El acusado da una pobre explicación de descargo a la versión de su esposa. Pese a que habitó la vivienda hasta fechas recientes, desconoce absolutamente la presencia de armas en el trastero o quién pueda ser su dueño. La posibilidad de que se introdujeran por la testigo u otras personas aprovechando la salida de la vivienda del acusado y antes de que la policía preguntara por ellas, con la finalidad de incriminar al apelante, no es una alternativa plausible ni verosímil. Las alegaciones del acusado carecen de credibilidad y únicamente tienen amparo en que carece de obligación de decir la verdad, por lo que fueron adecuadamente valoradas por la sentencia de instancia.

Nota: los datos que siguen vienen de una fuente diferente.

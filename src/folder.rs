//! Per-top-level-folder state.
//!
//! A [`Folder`] owns the mapping from live KBFS node ids to the inodes the
//! kernel knows them by, and turns change notifications from the
//! operations layer into kernel invalidations. The node map holds exactly
//! one wrapper per live node; symlinks and aliases never appear in it.

use std::collections::HashMap;
use std::ffi::OsStr;
use std::io;
use std::sync::Arc;
use std::sync::Weak;
use std::sync::mpsc::SyncSender;

use parking_lot::Mutex;

use crate::folderlist::FolderList;
use crate::fs::FsInner;
use crate::handle::TlfHandle;
use crate::notify::KernelNotifier;
use crate::ops::FolderBranch;
use crate::ops::NodeChange;
use crate::ops::NodeId;
use crate::ops::Observer;
use crate::ops::ObserverId;
use crate::ops::OpContext;
use crate::ops::WriteRange;

pub(crate) struct Folder {
    fs: Weak<FsInner>,
    list: Arc<FolderList>,
    handle: TlfHandle,
    name: String,
    fb: FolderBranch,
    /// KBFS node id -> inode, one wrapper per live node.
    nodes: Mutex<HashMap<NodeId, u64>>,
    /// Resume channel handed out by `disable_updates`, if updates are
    /// currently paused.
    pause: Mutex<Option<SyncSender<()>>>,
    observer: Mutex<Option<ObserverId>>,
}

impl Folder {
    pub(crate) fn new(
        fs: Weak<FsInner>,
        list: Arc<FolderList>,
        handle: TlfHandle,
        fb: FolderBranch,
    ) -> Folder {
        let name = handle.canonical_name();
        Folder {
            fs,
            list,
            handle,
            name,
            fb,
            nodes: Mutex::new(HashMap::new()),
            pause: Mutex::new(None),
            observer: Mutex::new(None),
        }
    }

    pub(crate) fn public(&self) -> bool {
        self.handle.public()
    }

    pub(crate) fn fb(&self) -> FolderBranch {
        self.fb
    }

    pub(crate) fn set_observer(&self, id: ObserverId) {
        *self.observer.lock() = Some(id);
    }

    /// The inode currently wrapping `id`, if the kernel holds one.
    pub(crate) fn node_ino(&self, id: NodeId) -> Option<u64> {
        self.nodes.lock().get(&id).copied()
    }

    /// Record the wrapper for `id`. Caller must not hold any operations
    /// layer call open; the inode table lock is allowed.
    pub(crate) fn install(&self, id: NodeId, ino: u64) {
        self.nodes.lock().insert(id, ino);
    }

    /// Drop the wrapper for `id` on kernel Forget. When the last wrapper
    /// goes, the folder detaches from its folder list.
    pub(crate) fn forget_node(&self, id: NodeId) {
        let empty = {
            let mut nodes = self.nodes.lock();
            nodes.remove(&id);
            nodes.is_empty()
        };
        if empty {
            self.detach();
        }
    }

    fn detach(&self) {
        self.list.forget_folder(&self.name);
        let observer = self.observer.lock().take();
        if let (Some(id), Some(fs)) = (observer, self.fs.upgrade()) {
            fs.ops().unregister_from_changes(self.fb, id);
        }
    }

    pub(crate) fn pause_updates(&self, resume: SyncSender<()>) {
        *self.pause.lock() = Some(resume);
    }

    pub(crate) fn resume_updates(&self) {
        if let Some(resume) = self.pause.lock().take() {
            let _ = resume.send(());
        }
    }

    /// Translate changes into kernel invalidations and hand them to the
    /// dispatcher. Wrappers are resolved under the node-map lock; the lock
    /// is released before anything is queued.
    fn queue_changes(&self, ctx: &OpContext, changes: &[NodeChange]) {
        let Some(fs) = self.fs.upgrade() else {
            return;
        };
        if !fs.has_invalidate() {
            return;
        }
        // The kernel on the originating mount already reflects the change.
        if ctx.origin() == fs.id() {
            return;
        }
        let mut invals = Vec::new();
        {
            let nodes = self.nodes.lock();
            for change in changes {
                let Some(&ino) = nodes.get(&change.node) else {
                    continue;
                };
                collect_invalidations(ino, change, &mut invals);
            }
        }
        for inval in invals {
            fs.queue_invalidation(inval);
        }
    }
}

impl Observer for Folder {
    fn local_change(&self, ctx: &OpContext, node: NodeId, write: WriteRange) {
        let change = NodeChange {
            node,
            dir_updated: Vec::new(),
            file_updated: vec![write],
        };
        self.queue_changes(ctx, std::slice::from_ref(&change));
    }

    fn batch_changes(&self, ctx: &OpContext, changes: &[NodeChange]) {
        self.queue_changes(ctx, changes);
    }
}

/// One kernel invalidation, ready to issue outside all locks.
#[derive(Debug, PartialEq, Eq)]
pub(crate) enum Invalidation {
    /// A changed byte range of a file; a truncate when `range.len == 0`.
    FileRange { ino: u64, range: WriteRange },
    /// Changed entries of a directory.
    DirEntries { ino: u64, names: Vec<String> },
    /// Attributes only.
    Attr { ino: u64 },
}

fn collect_invalidations(ino: u64, change: &NodeChange, out: &mut Vec<Invalidation>) {
    if change.dir_updated.is_empty() && change.file_updated.is_empty() {
        out.push(Invalidation::Attr { ino });
        return;
    }
    for range in &change.file_updated {
        out.push(Invalidation::FileRange { ino, range: *range });
    }
    if !change.dir_updated.is_empty() {
        out.push(Invalidation::DirEntries {
            ino,
            names: change.dir_updated.clone(),
        });
    }
}

impl Invalidation {
    pub(crate) fn run(&self, notifier: &dyn KernelNotifier) -> io::Result<()> {
        match self {
            Invalidation::FileRange { ino, range } => {
                if range.is_truncate() {
                    // Everything from the new size to the old end is gone.
                    match i64::try_from(range.off) {
                        Ok(off) => notifier.invalidate_node_data_range(*ino, off, -1),
                        Err(_) => notifier.invalidate_node_data(*ino),
                    }
                } else {
                    match (i64::try_from(range.off), i64::try_from(range.len)) {
                        (Ok(off), Ok(len)) => notifier.invalidate_node_data_range(*ino, off, len),
                        _ => notifier.invalidate_node_data(*ino),
                    }
                }
            }
            Invalidation::DirEntries { ino, names } => {
                notifier.invalidate_node_data(*ino)?;
                for name in names {
                    notifier.invalidate_entry(*ino, OsStr::new(name))?;
                }
                Ok(())
            }
            Invalidation::Attr { ino } => notifier.invalidate_node_attr(*ino),
        }
    }
}

#[cfg(test)]
mod tests {
    use std::ffi::OsString;

    use parking_lot::Mutex;

    use super::*;

    #[derive(Debug, PartialEq, Eq)]
    enum Call {
        Data(u64),
        Range(u64, i64, i64),
        Attr(u64),
        Entry(u64, OsString),
    }

    #[derive(Default)]
    struct Recorder {
        calls: Mutex<Vec<Call>>,
    }

    impl KernelNotifier for Recorder {
        fn invalidate_node_data(&self, ino: u64) -> io::Result<()> {
            self.calls.lock().push(Call::Data(ino));
            Ok(())
        }

        fn invalidate_node_data_range(&self, ino: u64, off: i64, len: i64) -> io::Result<()> {
            self.calls.lock().push(Call::Range(ino, off, len));
            Ok(())
        }

        fn invalidate_node_attr(&self, ino: u64) -> io::Result<()> {
            self.calls.lock().push(Call::Attr(ino));
            Ok(())
        }

        fn invalidate_entry(&self, parent: u64, name: &OsStr) -> io::Result<()> {
            self.calls.lock().push(Call::Entry(parent, name.to_owned()));
            Ok(())
        }
    }

    fn run(inval: Invalidation) -> Vec<Call> {
        let recorder = Recorder::default();
        inval.run(&recorder).unwrap();
        recorder.calls.into_inner()
    }

    #[test]
    fn write_range_is_precise() {
        let calls = run(Invalidation::FileRange {
            ino: 7,
            range: WriteRange { off: 100, len: 13 },
        });
        assert_eq!(calls, [Call::Range(7, 100, 13)]);
    }

    #[test]
    fn truncate_invalidates_to_end() {
        let calls = run(Invalidation::FileRange {
            ino: 7,
            range: WriteRange { off: 100, len: 0 },
        });
        assert_eq!(calls, [Call::Range(7, 100, -1)]);
    }

    #[test]
    fn oversized_range_invalidates_whole_file() {
        for range in [
            WriteRange {
                off: u64::MAX,
                len: 1,
            },
            WriteRange {
                off: 0,
                len: u64::MAX,
            },
            WriteRange {
                off: u64::MAX,
                len: 0,
            },
        ] {
            let calls = run(Invalidation::FileRange { ino: 7, range });
            assert_eq!(calls, [Call::Data(7)], "range {range:?}");
        }
    }

    #[test]
    fn dir_change_invalidates_contents_and_entries() {
        let calls = run(Invalidation::DirEntries {
            ino: 3,
            names: vec!["a".to_string(), "b".to_string()],
        });
        assert_eq!(
            calls,
            [
                Call::Data(3),
                Call::Entry(3, OsString::from("a")),
                Call::Entry(3, OsString::from("b")),
            ]
        );
    }

    #[test]
    fn empty_change_invalidates_attributes() {
        let mut out = Vec::new();
        collect_invalidations(5, &NodeChange::attr_only(NodeId(9)), &mut out);
        assert_eq!(out, [Invalidation::Attr { ino: 5 }]);
        assert_eq!(run(out.remove(0)), [Call::Attr(5)]);
    }
}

Procede por ello la íntegra desestimación del recurso.



TERCERO.- Se declaran de oficio las costas de esta alzada, de acuerdo con lo dispuesto en el art.

240 LECrim .

Vistos los artículos anteriormente citados y demás de general y pertinente aplicación, en nombre de S. M. EL REY

Fallo

DESESTIMAMOS el recurso de apelación interpuesto por la representación de Eugenio contra la sentencia dictada por el Magistrado-Juez del Juzgado de lo Penal nº 8 de Madrid, de fecha 27 de abril de 2017 en el procedimiento abreviado nº 145/2016 y en consecuencia CONFIRMAMOS íntegramente dicha resolución.

Declaramos de oficio el pago de las costas procesales causadas en esta segunda instancia.

Notifíquese a las partes la presente sentencia, haciéndoles saber que contra la misma no cabe interponer recurso ordinario alguno. Líbrese testimonio de esta sentencia y remítase juntamente con los autos principales al Juzgado de su procedencia para que se lleve a efecto lo acordado.

Así por esta nuestra sentencia, de la que se unirá certificación al rollo, lo pronunciamos, mandamos y firmamos.

PUBLICACIÓN: Leída y publicada ha sido la anterior sentencia por los Sres. Magistrados que la dictaron, estando celebrando audiencia pública en el mismo día de su fecha de lo que yo, la Secretaria, doy fe.